§ **ACTION ITEM**: Write out again only the lines that run from the start of the entries to the line containing "pub type Peer", both included.
• • • • • • •
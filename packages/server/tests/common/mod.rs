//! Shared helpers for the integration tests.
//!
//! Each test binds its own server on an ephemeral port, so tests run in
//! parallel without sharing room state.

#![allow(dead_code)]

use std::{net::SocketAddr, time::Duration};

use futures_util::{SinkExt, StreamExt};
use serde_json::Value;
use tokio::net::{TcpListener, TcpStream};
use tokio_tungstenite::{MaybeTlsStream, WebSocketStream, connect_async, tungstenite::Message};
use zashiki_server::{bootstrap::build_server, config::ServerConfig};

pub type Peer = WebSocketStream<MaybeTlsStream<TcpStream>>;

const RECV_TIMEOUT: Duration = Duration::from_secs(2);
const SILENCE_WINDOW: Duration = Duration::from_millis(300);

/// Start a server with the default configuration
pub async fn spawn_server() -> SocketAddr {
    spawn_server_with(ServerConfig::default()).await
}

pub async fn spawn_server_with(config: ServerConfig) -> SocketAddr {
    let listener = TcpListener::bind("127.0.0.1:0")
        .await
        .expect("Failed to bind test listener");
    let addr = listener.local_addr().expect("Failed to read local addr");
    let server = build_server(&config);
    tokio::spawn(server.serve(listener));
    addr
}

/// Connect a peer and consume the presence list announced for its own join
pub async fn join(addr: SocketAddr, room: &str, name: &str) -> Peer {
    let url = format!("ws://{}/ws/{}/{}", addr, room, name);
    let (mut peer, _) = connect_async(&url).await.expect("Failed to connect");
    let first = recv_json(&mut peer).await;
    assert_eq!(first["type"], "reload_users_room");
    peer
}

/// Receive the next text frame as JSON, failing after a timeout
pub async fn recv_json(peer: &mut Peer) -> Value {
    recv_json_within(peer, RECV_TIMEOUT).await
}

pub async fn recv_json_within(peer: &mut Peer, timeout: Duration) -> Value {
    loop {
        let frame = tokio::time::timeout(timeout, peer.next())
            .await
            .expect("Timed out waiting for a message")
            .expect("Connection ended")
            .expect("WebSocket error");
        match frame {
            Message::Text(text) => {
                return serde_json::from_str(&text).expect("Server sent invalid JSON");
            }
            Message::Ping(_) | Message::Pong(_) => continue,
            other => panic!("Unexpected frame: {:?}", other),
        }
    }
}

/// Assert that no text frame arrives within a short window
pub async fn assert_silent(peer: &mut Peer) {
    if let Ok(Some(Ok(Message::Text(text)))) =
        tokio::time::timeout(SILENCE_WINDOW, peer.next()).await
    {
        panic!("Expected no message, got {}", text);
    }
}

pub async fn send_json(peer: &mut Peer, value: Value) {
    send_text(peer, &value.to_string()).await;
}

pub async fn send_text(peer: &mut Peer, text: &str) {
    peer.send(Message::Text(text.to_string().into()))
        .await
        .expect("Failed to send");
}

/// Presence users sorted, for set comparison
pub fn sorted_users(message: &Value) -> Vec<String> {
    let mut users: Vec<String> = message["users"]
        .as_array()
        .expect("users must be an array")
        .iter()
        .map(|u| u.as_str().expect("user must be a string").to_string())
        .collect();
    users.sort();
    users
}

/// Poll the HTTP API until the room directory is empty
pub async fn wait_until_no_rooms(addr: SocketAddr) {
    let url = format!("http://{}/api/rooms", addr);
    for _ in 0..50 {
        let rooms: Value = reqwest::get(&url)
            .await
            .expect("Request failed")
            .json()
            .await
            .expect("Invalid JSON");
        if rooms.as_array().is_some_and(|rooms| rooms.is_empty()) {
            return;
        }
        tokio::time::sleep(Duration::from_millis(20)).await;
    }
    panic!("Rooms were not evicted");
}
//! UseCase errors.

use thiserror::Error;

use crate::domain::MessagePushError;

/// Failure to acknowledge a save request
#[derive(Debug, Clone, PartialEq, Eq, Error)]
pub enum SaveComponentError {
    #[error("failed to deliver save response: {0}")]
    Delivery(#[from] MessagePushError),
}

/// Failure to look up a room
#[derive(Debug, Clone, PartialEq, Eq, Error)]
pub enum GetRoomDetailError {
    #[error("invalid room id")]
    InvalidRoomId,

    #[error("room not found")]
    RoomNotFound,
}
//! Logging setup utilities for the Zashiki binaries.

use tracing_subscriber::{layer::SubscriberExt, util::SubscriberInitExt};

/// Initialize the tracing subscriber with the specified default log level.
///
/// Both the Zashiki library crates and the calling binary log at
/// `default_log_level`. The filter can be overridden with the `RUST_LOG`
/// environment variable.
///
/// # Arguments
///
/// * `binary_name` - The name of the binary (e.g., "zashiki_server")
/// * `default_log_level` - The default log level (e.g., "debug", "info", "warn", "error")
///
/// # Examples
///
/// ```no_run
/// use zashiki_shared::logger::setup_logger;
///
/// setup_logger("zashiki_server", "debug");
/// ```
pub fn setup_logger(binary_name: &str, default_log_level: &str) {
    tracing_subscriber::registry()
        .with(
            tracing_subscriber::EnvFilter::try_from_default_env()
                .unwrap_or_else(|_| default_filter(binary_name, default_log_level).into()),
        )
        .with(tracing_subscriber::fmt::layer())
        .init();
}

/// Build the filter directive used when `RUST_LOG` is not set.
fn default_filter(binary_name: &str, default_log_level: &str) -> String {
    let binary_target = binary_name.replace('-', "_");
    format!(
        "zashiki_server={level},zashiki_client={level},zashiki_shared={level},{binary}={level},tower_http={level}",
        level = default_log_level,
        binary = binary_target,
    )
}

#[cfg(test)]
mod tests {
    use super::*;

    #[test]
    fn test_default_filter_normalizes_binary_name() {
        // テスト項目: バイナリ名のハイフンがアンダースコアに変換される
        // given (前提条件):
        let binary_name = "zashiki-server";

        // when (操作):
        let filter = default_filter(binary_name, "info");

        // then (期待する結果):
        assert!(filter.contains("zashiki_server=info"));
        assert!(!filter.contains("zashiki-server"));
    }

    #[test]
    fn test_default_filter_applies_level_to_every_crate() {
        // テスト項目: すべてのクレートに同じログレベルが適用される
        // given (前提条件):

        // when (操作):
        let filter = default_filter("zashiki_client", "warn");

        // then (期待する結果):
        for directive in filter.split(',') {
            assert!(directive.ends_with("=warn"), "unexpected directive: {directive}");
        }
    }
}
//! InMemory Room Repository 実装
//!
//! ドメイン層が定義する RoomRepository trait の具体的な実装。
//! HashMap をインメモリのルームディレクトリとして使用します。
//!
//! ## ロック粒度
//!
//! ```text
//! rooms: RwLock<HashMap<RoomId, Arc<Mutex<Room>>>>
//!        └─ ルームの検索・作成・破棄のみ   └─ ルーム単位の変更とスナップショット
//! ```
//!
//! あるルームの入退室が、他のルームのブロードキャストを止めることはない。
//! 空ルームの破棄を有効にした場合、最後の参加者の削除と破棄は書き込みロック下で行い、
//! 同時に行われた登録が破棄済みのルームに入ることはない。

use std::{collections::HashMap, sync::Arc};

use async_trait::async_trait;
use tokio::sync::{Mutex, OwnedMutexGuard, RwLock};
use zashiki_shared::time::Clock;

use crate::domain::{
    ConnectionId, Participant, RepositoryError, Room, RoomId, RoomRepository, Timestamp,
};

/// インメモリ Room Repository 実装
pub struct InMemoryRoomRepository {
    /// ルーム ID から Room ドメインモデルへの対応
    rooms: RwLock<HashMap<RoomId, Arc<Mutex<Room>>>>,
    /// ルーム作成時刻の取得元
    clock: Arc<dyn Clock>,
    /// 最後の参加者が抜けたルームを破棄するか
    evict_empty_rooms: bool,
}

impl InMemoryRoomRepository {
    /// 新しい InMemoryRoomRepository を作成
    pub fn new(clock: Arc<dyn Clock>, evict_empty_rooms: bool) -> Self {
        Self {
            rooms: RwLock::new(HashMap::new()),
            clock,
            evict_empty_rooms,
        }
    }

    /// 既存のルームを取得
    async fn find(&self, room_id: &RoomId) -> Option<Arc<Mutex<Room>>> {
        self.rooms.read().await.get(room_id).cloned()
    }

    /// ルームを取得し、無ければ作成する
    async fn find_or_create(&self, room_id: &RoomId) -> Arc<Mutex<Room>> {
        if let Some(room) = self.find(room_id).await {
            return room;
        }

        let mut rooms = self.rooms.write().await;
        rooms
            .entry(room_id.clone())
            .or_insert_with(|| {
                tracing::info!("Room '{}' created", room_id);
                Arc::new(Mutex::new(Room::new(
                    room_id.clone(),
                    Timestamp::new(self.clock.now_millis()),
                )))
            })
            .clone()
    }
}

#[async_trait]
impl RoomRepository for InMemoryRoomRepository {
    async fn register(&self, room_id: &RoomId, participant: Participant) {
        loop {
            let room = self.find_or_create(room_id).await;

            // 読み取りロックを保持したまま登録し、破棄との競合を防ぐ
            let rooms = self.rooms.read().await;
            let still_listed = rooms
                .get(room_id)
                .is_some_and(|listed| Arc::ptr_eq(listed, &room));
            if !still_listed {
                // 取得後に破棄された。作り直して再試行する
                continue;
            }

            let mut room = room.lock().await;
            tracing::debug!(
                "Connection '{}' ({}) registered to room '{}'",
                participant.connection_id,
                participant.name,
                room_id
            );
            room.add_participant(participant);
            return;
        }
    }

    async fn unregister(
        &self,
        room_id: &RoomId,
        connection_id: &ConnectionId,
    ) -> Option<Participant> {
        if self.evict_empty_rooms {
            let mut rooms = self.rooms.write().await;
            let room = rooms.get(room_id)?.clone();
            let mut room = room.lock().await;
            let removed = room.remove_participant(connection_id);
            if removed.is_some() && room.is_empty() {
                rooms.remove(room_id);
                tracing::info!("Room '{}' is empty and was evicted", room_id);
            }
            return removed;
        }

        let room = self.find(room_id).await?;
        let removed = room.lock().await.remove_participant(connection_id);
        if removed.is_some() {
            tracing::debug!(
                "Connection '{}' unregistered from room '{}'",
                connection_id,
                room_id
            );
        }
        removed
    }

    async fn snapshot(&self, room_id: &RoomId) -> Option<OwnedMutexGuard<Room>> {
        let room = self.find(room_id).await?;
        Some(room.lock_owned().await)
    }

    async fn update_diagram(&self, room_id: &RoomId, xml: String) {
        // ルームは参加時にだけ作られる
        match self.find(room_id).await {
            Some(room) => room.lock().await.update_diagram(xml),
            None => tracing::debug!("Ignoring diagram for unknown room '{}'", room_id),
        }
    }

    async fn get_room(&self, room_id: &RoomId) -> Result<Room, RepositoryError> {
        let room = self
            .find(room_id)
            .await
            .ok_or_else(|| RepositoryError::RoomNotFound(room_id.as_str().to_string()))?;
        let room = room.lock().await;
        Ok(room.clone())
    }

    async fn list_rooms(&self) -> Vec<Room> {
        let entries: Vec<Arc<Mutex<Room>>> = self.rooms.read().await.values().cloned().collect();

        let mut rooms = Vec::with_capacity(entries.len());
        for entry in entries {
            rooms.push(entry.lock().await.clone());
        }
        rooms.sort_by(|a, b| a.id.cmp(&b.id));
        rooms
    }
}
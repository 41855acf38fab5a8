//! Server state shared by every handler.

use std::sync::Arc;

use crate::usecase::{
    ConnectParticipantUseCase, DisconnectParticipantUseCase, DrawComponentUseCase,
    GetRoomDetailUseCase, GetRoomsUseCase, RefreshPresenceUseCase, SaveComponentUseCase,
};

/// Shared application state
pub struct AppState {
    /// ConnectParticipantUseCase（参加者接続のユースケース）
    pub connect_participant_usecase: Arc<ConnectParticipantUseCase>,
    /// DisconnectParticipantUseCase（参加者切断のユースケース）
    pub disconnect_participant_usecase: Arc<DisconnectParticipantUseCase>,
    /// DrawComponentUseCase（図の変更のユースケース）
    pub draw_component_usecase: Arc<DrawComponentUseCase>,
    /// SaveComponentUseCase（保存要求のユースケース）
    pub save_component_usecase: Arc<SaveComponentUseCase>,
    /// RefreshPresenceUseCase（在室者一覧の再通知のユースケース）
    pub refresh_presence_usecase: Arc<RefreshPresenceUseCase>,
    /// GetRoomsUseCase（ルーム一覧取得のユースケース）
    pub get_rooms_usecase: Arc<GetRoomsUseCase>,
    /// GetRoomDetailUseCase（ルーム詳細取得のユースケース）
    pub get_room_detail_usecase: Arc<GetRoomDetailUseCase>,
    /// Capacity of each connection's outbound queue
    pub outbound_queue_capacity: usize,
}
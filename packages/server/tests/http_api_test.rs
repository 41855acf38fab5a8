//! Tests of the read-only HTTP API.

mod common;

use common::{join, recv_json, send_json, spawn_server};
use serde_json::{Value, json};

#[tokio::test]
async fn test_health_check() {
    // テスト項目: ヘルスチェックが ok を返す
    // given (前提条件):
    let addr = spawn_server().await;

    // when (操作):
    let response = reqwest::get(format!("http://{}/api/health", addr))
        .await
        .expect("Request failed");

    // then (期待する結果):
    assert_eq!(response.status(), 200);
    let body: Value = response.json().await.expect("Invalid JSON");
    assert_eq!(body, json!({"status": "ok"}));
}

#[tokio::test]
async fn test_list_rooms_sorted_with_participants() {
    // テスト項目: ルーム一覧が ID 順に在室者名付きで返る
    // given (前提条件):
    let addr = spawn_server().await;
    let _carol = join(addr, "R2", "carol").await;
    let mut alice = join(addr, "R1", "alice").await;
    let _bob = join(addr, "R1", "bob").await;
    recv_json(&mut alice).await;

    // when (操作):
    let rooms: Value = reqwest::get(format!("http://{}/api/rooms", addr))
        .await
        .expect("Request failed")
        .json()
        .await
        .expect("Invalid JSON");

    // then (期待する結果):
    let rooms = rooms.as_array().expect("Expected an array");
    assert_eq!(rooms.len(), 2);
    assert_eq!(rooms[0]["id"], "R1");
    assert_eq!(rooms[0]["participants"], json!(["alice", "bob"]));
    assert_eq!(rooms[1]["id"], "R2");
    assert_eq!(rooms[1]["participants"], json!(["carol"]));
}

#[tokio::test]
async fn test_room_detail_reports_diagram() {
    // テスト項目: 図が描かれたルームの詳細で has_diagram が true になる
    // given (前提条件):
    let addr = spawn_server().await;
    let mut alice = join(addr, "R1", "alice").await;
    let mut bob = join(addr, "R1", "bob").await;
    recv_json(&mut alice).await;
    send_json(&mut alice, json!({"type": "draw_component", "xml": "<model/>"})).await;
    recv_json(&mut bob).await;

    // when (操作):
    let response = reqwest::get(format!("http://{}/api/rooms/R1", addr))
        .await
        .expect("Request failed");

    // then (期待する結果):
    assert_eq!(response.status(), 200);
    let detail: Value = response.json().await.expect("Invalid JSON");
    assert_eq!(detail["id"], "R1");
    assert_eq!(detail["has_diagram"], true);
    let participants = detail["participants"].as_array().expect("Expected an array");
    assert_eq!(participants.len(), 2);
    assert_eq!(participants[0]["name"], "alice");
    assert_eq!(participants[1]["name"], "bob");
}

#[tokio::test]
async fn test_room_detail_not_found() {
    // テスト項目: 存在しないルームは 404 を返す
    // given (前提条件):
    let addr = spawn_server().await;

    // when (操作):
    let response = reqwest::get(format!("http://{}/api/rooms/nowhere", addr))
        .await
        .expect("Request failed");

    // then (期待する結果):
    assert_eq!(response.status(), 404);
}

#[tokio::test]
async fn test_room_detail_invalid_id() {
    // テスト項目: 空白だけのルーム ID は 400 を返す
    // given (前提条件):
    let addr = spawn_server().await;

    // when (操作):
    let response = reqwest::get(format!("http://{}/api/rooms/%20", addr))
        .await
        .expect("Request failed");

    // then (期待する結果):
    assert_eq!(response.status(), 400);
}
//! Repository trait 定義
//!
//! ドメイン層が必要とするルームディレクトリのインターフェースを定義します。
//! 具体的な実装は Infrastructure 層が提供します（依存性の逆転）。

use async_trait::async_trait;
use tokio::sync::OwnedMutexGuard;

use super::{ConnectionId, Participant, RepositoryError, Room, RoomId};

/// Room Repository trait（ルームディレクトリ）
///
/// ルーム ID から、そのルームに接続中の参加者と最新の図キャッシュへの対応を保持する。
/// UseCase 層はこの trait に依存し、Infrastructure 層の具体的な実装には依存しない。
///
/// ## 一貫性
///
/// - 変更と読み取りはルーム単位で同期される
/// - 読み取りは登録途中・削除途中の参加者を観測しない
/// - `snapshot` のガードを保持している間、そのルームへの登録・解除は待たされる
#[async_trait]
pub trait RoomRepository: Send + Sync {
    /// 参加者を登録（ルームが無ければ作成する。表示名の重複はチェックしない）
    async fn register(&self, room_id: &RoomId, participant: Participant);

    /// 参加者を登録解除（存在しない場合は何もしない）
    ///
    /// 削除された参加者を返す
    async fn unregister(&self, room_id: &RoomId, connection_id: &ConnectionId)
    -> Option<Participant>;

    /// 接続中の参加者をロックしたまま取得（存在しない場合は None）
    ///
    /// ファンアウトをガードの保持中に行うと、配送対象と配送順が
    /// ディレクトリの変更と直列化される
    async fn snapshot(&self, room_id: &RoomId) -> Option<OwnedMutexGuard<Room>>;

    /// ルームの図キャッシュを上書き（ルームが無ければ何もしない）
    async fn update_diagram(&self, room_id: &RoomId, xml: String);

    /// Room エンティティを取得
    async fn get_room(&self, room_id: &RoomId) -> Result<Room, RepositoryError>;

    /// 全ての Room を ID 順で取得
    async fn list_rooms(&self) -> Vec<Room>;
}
• • • • • • •
§ **RESPONSE TO THIS EXERCISE**:
filename packages/server/tests/common/mod.rs
//! Shared helpers for the integration tests.
//!
//! Each test binds its own server on an ephemeral port, so tests run in
//! parallel without sharing room state.

#![allow(dead_code)]

use std::{net::SocketAddr, time::Duration};

use futures_util::{SinkExt, StreamExt};
use serde_json::Value;
use tokio::net::{TcpListener, TcpStream};
use tokio_tungstenite::{MaybeTlsStream, WebSocketStream, connect_async, tungstenite::Message};
use zashiki_server::{bootstrap::build_server, config::ServerConfig};

pub type Peer = WebSocketStream<MaybeTlsStream<TcpStream>>;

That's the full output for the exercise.